Perspektif penyedia layanan ketenagalistrikan disampaikan oleh Budi Mulyono, Manajer Senior di Divisi EBT, PLN. Menurut catatan PLN, saat ini terdapat 246 pelanggan listrik solar PV yang diprediksi akan terus bertambah dari pelanggan sektor bisnis dan industri. Kebijakan PLN dalam mendukung perkembangan listrik surya atap mencakup pemberian fasilitas free parallel fee hingga kapasitas 30 kWp, adanya sistem billing yang mengakomodir offset ekspor impor dan memberikan ruang penyimpanan kredit kWh dari listrik surya atap milik pelanggan, penyiapan reserve margin yang cukup dan dan jenis yang sesuai guna menyesuaikan tenaga intermittent dari surya, pemastian kehandalan dan kualitas listrik untuk pelanggan listrik surya atap beserta sekitarnya dengan menjaga keseimbangan pasokan dan permintaan setempat, serta penyusunan skema bisnis yang fair antara pelanggan dan PLN. Memang diakui bahwa beberapa tantangan masih dihadapi oleh PLN berkaitan dengan penggunaan listrik tenaga surya, di antaranya: listrik surya atap yang mengelompok akan mempengaruhi keseimbangan beban trafo yang melayani cluster tersebut, jaringan menjadai kurang stabil, perlunya sistem islanding untuk keamanan petugas dan lingkungan, juga pentingnya mempertimbangkan kapasitas listrik tenaga surya dari sisi hilir yang saat ini belum masuk dalam rendana kehandalan dan kestabilan jaringan PLN setempat.

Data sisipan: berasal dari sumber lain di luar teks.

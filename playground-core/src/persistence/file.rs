//! Filesystem snapshot store.

use std::path::{Path, PathBuf};

use super::SnapshotStore;
use crate::PlaygroundResult;

/// Snapshot store keeping each slot as `<key>.json` in a data directory.
#[derive(Debug, Clone)]
pub struct FileSnapshotStore {
    data_dir: PathBuf,
}

impl FileSnapshotStore {
    /// Create a store rooted at `data_dir`, creating the directory if needed.
    ///
    /// # Errors
    ///
    /// Returns [`crate::PlaygroundError::Io`] if the directory cannot be created.
    pub fn new(data_dir: impl Into<PathBuf>) -> PlaygroundResult<Self> {
        let data_dir = data_dir.into();
        std::fs::create_dir_all(&data_dir)?;
        Ok(Self { data_dir })
    }

    /// The data directory.
    #[must_use]
    pub fn data_dir(&self) -> &Path {
        &self.data_dir
    }

    /// Path of the file backing `key`.
    #[must_use]
    pub fn slot_path(&self, key: &str) -> PathBuf {
        self.data_dir.join(format!("{}.json", sanitize_filename(key)))
    }
}

impl SnapshotStore for FileSnapshotStore {
    fn read(&self, key: &str) -> PlaygroundResult<Option<String>> {
        let path = self.slot_path(key);
        match std::fs::read_to_string(&path) {
            Ok(contents) => Ok(Some(contents)),
            Err(e) if e.kind() == std::io::ErrorKind::NotFound => Ok(None),
            Err(e) => Err(e.into()),
        }
    }

    fn write(&self, key: &str, value: &str) -> PlaygroundResult<()> {
        std::fs::write(self.slot_path(key), value)?;
        Ok(())
    }

    fn remove(&self, key: &str) -> PlaygroundResult<()> {
        let path = self.slot_path(key);
        if path.exists() {
            std::fs::remove_file(&path)?;
        }
        Ok(())
    }
}

/// Sanitize a slot key for use as a filename.
///
/// Replaces any character that is not alphanumeric, `-`, or `_` with `_`.
fn sanitize_filename(key: &str) -> String {
    key.chars()
        .map(|c| {
            if c.is_alphanumeric() || c == '-' || c == '_' {
                c
            } else {
                '_'
            }
        })
        .collect()
}

#[cfg(test)]
mod tests {
    use super::*;

    #[test]
    fn test_missing_slot_reads_none() {
        let dir = tempfile::tempdir().expect("tempdir");
        let store = FileSnapshotStore::new(dir.path()).expect("store");
        assert_eq!(store.read("playgroundState").expect("read"), None);
    }

    #[test]
    fn test_write_creates_json_file() {
        let dir = tempfile::tempdir().expect("tempdir");
        let store = FileSnapshotStore::new(dir.path()).expect("store");
        store.write("playgroundState", "[]").expect("write");

        let path = dir.path().join("playgroundState.json");
        assert!(path.exists());
        assert_eq!(store.read("playgroundState").expect("read").as_deref(), Some("[]"));
    }

    #[test]
    fn test_nested_data_dir_is_created() {
        let dir = tempfile::tempdir().expect("tempdir");
        let nested = dir.path().join("a").join("b");
        let store = FileSnapshotStore::new(&nested).expect("store");
        assert!(store.data_dir().is_dir());
    }

    #[test]
    fn test_remove_is_idempotent() {
        let dir = tempfile::tempdir().expect("tempdir");
        let store = FileSnapshotStore::new(dir.path()).expect("store");
        store.write("slot", "[]").expect("write");
        store.remove("slot").expect("remove");
        store.remove("slot").expect("remove again");
        assert!(!store.slot_path("slot").exists());
    }

    #[test]
    fn test_sanitize_filename() {
        assert_eq!(sanitize_filename("playgroundState"), "playgroundState");
        assert_eq!(sanitize_filename("with-dash"), "with-dash");
        assert_eq!(sanitize_filename("has/slash"), "has_slash");
        assert_eq!(sanitize_filename("../escape"), "___escape");
    }
}
//! Input events for canvas interaction.
//!
//! The presentation layer resolves each raw DOM event to a [`HitTarget`]
//! before handing it to the gesture controller, so the controller never
//! touches node handles.

use serde::{Deserialize, Serialize};

use crate::{ElementId, Point, Variant};

/// Pointer button that produced an event.
#[derive(Debug, Clone, Copy, Default, PartialEq, Eq, Serialize, Deserialize)]
#[serde(rename_all = "lowercase")]
pub enum PointerButton {
    /// Main button (usually left).
    #[default]
    Primary,
    /// Secondary button (usually right).
    Secondary,
    /// Auxiliary button (usually wheel).
    Auxiliary,
}

/// Phase of a pointer event.
#[derive(Debug, Clone, Copy, PartialEq, Eq, Serialize, Deserialize)]
#[serde(rename_all = "lowercase")]
pub enum PointerPhase {
    /// Button pressed.
    Down,
    /// Pointer moved.
    Move,
    /// Button released.
    Up,
}

/// What the pointer was over when the event fired.
#[derive(Debug, Clone, Default, PartialEq, Eq, Serialize, Deserialize)]
#[serde(tag = "kind", content = "id", rename_all = "snake_case")]
pub enum HitTarget {
    /// The bare canvas surface, not one of its children.
    Canvas,
    /// The body of a rendered element.
    Element(ElementId),
    /// The bottom-right resize affordance of a selected element.
    ResizeHandle(ElementId),
    /// The delete affordance of a selected element.
    DeleteHandle(ElementId),
    /// Anything outside the canvas.
    #[default]
    Outside,
}

/// A pointer event.
#[derive(Debug, Clone, PartialEq, Serialize, Deserialize)]
pub struct PointerEvent {
    /// Phase of this event.
    pub phase: PointerPhase,
    /// Pointer position in viewport space.
    pub position: Point,
    /// Button involved.
    #[serde(default)]
    pub button: PointerButton,
    /// Resolved target.
    #[serde(default)]
    pub target: HitTarget,
}

impl PointerEvent {
    /// Create a primary-button pointer event.
    #[must_use]
    pub const fn new(phase: PointerPhase, position: Point, target: HitTarget) -> Self {
        Self {
            phase,
            position,
            button: PointerButton::Primary,
            target,
        }
    }
}

/// All input events the gesture controller accepts.
#[derive(Debug, Clone, PartialEq, Serialize, Deserialize)]
#[serde(tag = "type", content = "data")]
pub enum InputEvent {
    /// Pointer down/move/up.
    Pointer(PointerEvent),

    /// A completed click.
    Click {
        /// Pointer position in viewport space.
        position: Point,
        /// Button clicked.
        #[serde(default)]
        button: PointerButton,
        /// Resolved target.
        target: HitTarget,
    },

    /// Key pressed.
    Key {
        /// DOM `KeyboardEvent.key` value.
        key: String,
    },

    /// A palette drag ended over the canvas.
    PaletteDrop {
        /// Variant carried by the palette item.
        variant: Variant,
        /// Release position in viewport space; `None` for synthetic or
        /// cancelled drops.
        position: Option<Point>,
    },

    /// The host's animation-frame callback fired.
    AnimationFrame,
}

impl InputEvent {
    /// Shorthand for a primary-button pointer event.
    #[must_use]
    pub const fn pointer(phase: PointerPhase, x: f64, y: f64, target: HitTarget) -> Self {
        Self::Pointer(PointerEvent::new(phase, Point::new(x, y), target))
    }

    /// Shorthand for a primary-button click.
    #[must_use]
    pub const fn click(x: f64, y: f64, target: HitTarget) -> Self {
        Self::Click {
            position: Point::new(x, y),
            button: PointerButton::Primary,
            target,
        }
    }

    /// Shorthand for a key press.
    #[must_use]
    pub fn key(key: impl Into<String>) -> Self {
        Self::Key { key: key.into() }
    }
}

#[cfg(test)]
mod tests {
    use super::*;

    #[test]
    fn test_script_event_parses_with_defaults() {
        let json = r#"{"type":"Pointer","data":{"phase":"down",
            "position":{"x":5.0,"y":6.0},"target":{"kind":"canvas"}}}"#;
        let event: InputEvent = serde_json::from_str(json).expect("valid event");
        assert_eq!(
            event,
            InputEvent::pointer(PointerPhase::Down, 5.0, 6.0, HitTarget::Canvas)
        );
    }

    #[test]
    fn test_unit_events_parse() {
        let frame: InputEvent =
            serde_json::from_str(r#"{"type":"AnimationFrame"}"#).expect("frame");
        assert_eq!(frame, InputEvent::AnimationFrame);

        let json = r#"{"type":"PaletteDrop","data":{"variant":"text","position":null}}"#;
        let drop: InputEvent = serde_json::from_str(json).expect("drop");
        assert_eq!(
            drop,
            InputEvent::PaletteDrop {
                variant: Variant::Text,
                position: None
            }
        );
    }

    #[test]
    fn test_target_carries_opaque_id() {
        let target: HitTarget =
            serde_json::from_str(r#"{"kind":"resize_handle","id":"V1StGXR8_Z5jdHi6B-myT"}"#)
                .expect("target");
        let id = ElementId::parse("V1StGXR8_Z5jdHi6B-myT").expect("id");
        assert_eq!(target, HitTarget::ResizeHandle(id));
    }
}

Dengan pendapat dan perspektif yang muncul dalam diskusi ini, IESR dan AESI akan menindaklanjuti rekomendasi yang perlu disampaikan pada pemerintah dan penyediaan layanan ketenagalistrikan guna mendorong penggunaan dan pengembangan listrik surya atap di Indonesia yang mempertimbangkan beragam aspek, tidak hanya dari pengguna saja melainkan juga untuk keberlanjutan bisnis dan operasional PLN.

Diskusi ini ditutup dengan buka puasa bersama.